• Material supplied
================================

//! Connection health polling.
//!
//! A task checks `is_open()` on a fixed interval, and also whenever the
//! transport's open-state channel changes if the backend provides one. The
//! first time the handle is found closed it stops the engine, invokes the
//! disconnect callback once and exits. A new monitor is started by the next
//! successful connect.

use std::sync::Arc;
use std::time::Duration;

use tokio::sync::watch;
use tokio::task::JoinHandle;
use tokio::time::{interval, MissedTickBehavior};

use crate::device::DeviceIdentity;
use crate::engine::{EngineHandle, ShutdownReason};
use crate::transport::{TransportError, UsbTransport};

/// Called with the identity of the device that went away.
pub type DisconnectCallback = Arc<dyn Fn(&DeviceIdentity) + Send + Sync>;

/// Running health poll for one connection.
pub(crate) struct HealthMonitor {
    task: JoinHandle<()>,
}

impl HealthMonitor {
    pub fn spawn(
        transport: Arc<dyn UsbTransport>,
        engine: EngineHandle,
        identity: DeviceIdentity,
        period: Duration,
        on_disconnect: Option<DisconnectCallback>,
    ) -> Self {
        let task = tokio::spawn(async move {
            let mut ticker = interval(period);
            ticker.set_missed_tick_behavior(MissedTickBehavior::Delay);
            let mut open_state = transport.open_state();

            loop {
                tokio::select! {
                    _ = ticker.tick() => {}
                    _ = state_changed(&mut open_state) => {}
                }
                if transport.is_open() {
                    continue;
                }

                tracing::warn!(
                    model = %identity.model,
                    serial = %identity.serial_number,
                    "Device disconnected"
                );
                engine
                    .shutdown(ShutdownReason::Transport(TransportError::Disconnected))
                    .await;
                if let Some(callback) = &on_disconnect {
                    callback(&identity);
                }
                return;
            }
        });

        Self { task }
    }

    /// Stop polling without reporting anything.
    pub fn stop(self) {
        self.task.abort();
    }
}

/// Resolves on the next open-state change. Never resolves without a channel.
async fn state_changed(open_state: &mut Option<watch::Receiver<bool>>) {
    let Some(rx) = open_state.as_mut() else {
        return std::future::pending().await;
    };
    if rx.changed().await.is_err() {
        // Sender gone: fall back to polling alone.
        *open_state = None;
    }
}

================================

• Work item
Write the data above out again in full, exactly.

• Solution to this problem
//! Connection health polling.
//!
//! A task checks `is_open()` on a fixed interval, and also whenever the
//! transport's open-state channel changes if the backend provides one. The
//! first time the handle is found closed it stops the engine, invokes the
//! disconnect callback once and exits. A new monitor is started by the next
//! successful connect.

use std::sync::Arc;
use std::time::Duration;

use tokio::sync::watch;
use tokio::task::JoinHandle;
use tokio::time::{interval, MissedTickBehavior};

use crate::device::DeviceIdentity;
use crate::engine::{EngineHandle, ShutdownReason};
use crate::transport::{TransportError, UsbTransport};

/// Called with the identity of the device that went away.
pub type DisconnectCallback = Arc<dyn Fn(&DeviceIdentity) + Send + Sync>;

/// Running health poll for one connection.
pub(crate) struct HealthMonitor {
    task: JoinHandle<()>,
}

impl HealthMonitor {
    pub fn spawn(
        transport: Arc<dyn UsbTransport>,
        engine: EngineHandle,
        identity: DeviceIdentity,
        period: Duration,
        on_disconnect: Option<DisconnectCallback>,
    ) -> Self {
        let task = tokio::spawn(async move {
            let mut ticker = interval(period);
            ticker.set_missed_tick_behavior(MissedTickBehavior::Delay);
            let mut open_state = transport.open_state();

            loop {
                tokio::select! {
                    _ = ticker.tick() => {}
                    _ = state_changed(&mut open_state) => {}
                }
                if transport.is_open() {
                    continue;
                }

                tracing::warn!(
                    model = %identity.model,
                    serial = %identity.serial_number,
                    "Device disconnected"
                );
                engine
                    .shutdown(ShutdownReason::Transport(TransportError::Disconnected))
                    .await;
                if let Some(callback) = &on_disconnect {
                    callback(&identity);
                }
                return;
            }
        });

        Self { task }
    }

    /// Stop polling without reporting anything.
    pub fn stop(self) {
        self.task.abort();
    }
}

/// Resolves on the next open-state change. Never resolves without a channel.
async fn state_changed(open_state: &mut Option<watch::Receiver<bool>>) {
    let Some(rx) = open_state.as_mut() else {
        return std::future::pending().await;
    };
    if rx.changed().await.is_err() {
        // Sender gone: fall back to polling alone.
        *open_state = None;
    }
}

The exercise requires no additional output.